New nginx module: ngx_softlimit
scyth at unixreich.com
Thu Jul 1 04:29:12 MSD 2010
On Thu, 1 Jul 2010 02:55:04 +0400
Maxim Dounin <mdounin at mdounin.ru> wrote:
> On Wed, Jun 30, 2010 at 07:35:06PM +0200, scyth wrote:
> > On Wed, 30 Jun 2010 20:53:58 +0400
> > Maxim Dounin <mdounin at mdounin.ru> wrote:
> > > Hello!
> > >
> > > On Wed, Jun 30, 2010 at 06:28:51PM +0200, Zeljko Tomic wrote:
> > >
> > > > I wrote a small, but sometimes very useful module for
> > > > limiting the number of active connections, in a "soft" way.
> > > >
> > > > Description and usage:
> > > > -----------------------
> > > > In situation when using nginx for serving static files and
> > > > primarily as a proxy/proxy_cache with some slower backend
> > > > (or even php fastcgi), limits of connections and requests
> > > > that nginx can handle are much higher than they are on
> > > > backend server(s). When you know the limits of your
> > > > backend, it is bad practice to apply those limits on nginx's
> > > > worker_connections, because it's obvious that when limits
> > > > are met, new requests won't come through and this leaves you
> > > > with bad visitor experience.
> > >
> > > It would be a good idea to clarify differences from limit_conn
> > > module. Right now it looks like use cases you consider are
> > > better handled by limit_conn.
> > The difference is that limit_conn (from limit_zone module)

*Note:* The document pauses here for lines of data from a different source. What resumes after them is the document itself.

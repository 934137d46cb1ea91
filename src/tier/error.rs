use super::protocol::FailurePoint;
use crate::checkpoint::CheckpointError;
use crate::persistence::PersistenceError;
use crate::resources::AllocationError;
use crate::run::{RunState, StateError};
use crate::workflow::NavigationError;

#[derive(Debug, thiserror::Error)]
pub enum ExecutionError {
    #[error(transparent)]
    Navigation(#[from] NavigationError),
    #[error(transparent)]
    Allocation(#[from] AllocationError),
    #[error("run budget exhausted before step `{step_id}`")]
    BudgetExhausted { step_id: String },
    #[error("permission denied for step `{step_id}`: {reason}")]
    PermissionDenied { step_id: String, reason: String },
    #[error("step `{step_id}` failed after {attempts} attempt(s): {message}")]
    StepFailed {
        step_id: String,
        attempts: u32,
        message: String,
    },
    #[error("run exceeded max steps ({max_steps})")]
    MaxStepsExceeded { max_steps: u32 },
    #[error("run cancelled: {reason}")]
    Cancelled { reason: String },
    #[error("run `{run_id}` cannot resume from state `{state}`")]
    NotResumable { run_id: String, state: RunState },
    #[error("no checkpoint available for run `{run_id}`")]
    NoCheckpoint { run_id: String },
    #[error("run id generation failed: {0}")]
    Id(String),
    #[error(transparent)]
    State(#[from] StateError),
    #[error(transparent)]
    Persistence(#[from] PersistenceError),
    #[error(transparent)]
    Checkpoint(#[from] CheckpointError),
}

impl ExecutionError {
    pub fn failure_point(&self) -> FailurePoint {
        match self {
            Self::Navigation(_) | Self::MaxStepsExceeded { .. } => FailurePoint::Navigation,
            Self::Allocation(_) | Self::BudgetExhausted { .. } => FailurePoint::Allocation,
            Self::PermissionDenied { .. } => FailurePoint::Permission,
            Self::StepFailed { .. } => FailurePoint::Execution,
            Self::Cancelled { .. } => FailurePoint::Cancelled,
            Self::NotResumable { .. }
            | Self::NoCheckpoint { .. }
            | Self::Id(_)
            | Self::Checkpoint(_) => FailurePoint::Initialization,
            Self::State(StateError::Persistence(_)) | Self::Persistence(_) => {
                FailurePoint::Persistence
            }
            Self::State(_) => FailurePoint::Initialization,
        }
    }
}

> > limits the number of simultaneous connections PER IP.
> No. It limits number of simultaneous connections per variable
> value. You are free to use any variable, including one identical
> for all requests.
> See here for details:
I couldn't find variable which holds current number of connections, or any number of connections for that matter.
> > This is
> > useful in many cases, but soflimit_module, as stated above,
> > compares its limit with total number of active connections,
> > which is different. For example, site can have 2000 different
> > clients with 1 connection each, but backend can handle only 300
> > without performance issues. Actual limits of course vary from
> > site to site.
> As long as you are trying to limit *backend* load - you probably
> don't want to use number of active connections (you are talking
> about ngx_stat_active, right? sorry, I haven't had time to read
> your code yet) as it includes keepalive connections, connections
> just sending requests to us and connections for non-backend
> limit_conn limits number of currently running requests in certain
> location (from preaccess phase till request pool cleanup) and this
> is much closer to real number of backend connections than
> ngx_stat_active (though it's still not perfect as it includes
> reading request body and sending big buffered responses).

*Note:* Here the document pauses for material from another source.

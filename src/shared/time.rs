use chrono::Utc;

pub fn now_millis() -> i64 {
    Utc::now().timestamp_millis()
}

> ...not even talking about multiple backends with quite a different
> limits running behind the same nginx frontend...
I could not agree more, but there are no precise internal counters for what counts as backend connection. What I found is that there is a close relationship in real world between total active connections and backend connections (with keepalive ones), so setting the value a bit higher is not a problem. Finding the appropriate relationship is up to sysadmin, and isn't very hard to do. But as I said earlier, I will update the code to use more precise counter as soon as one becomes available. Also, next version will have "mode" setting, for users to choose which counter to use, where I'll probably cover most useful combinations.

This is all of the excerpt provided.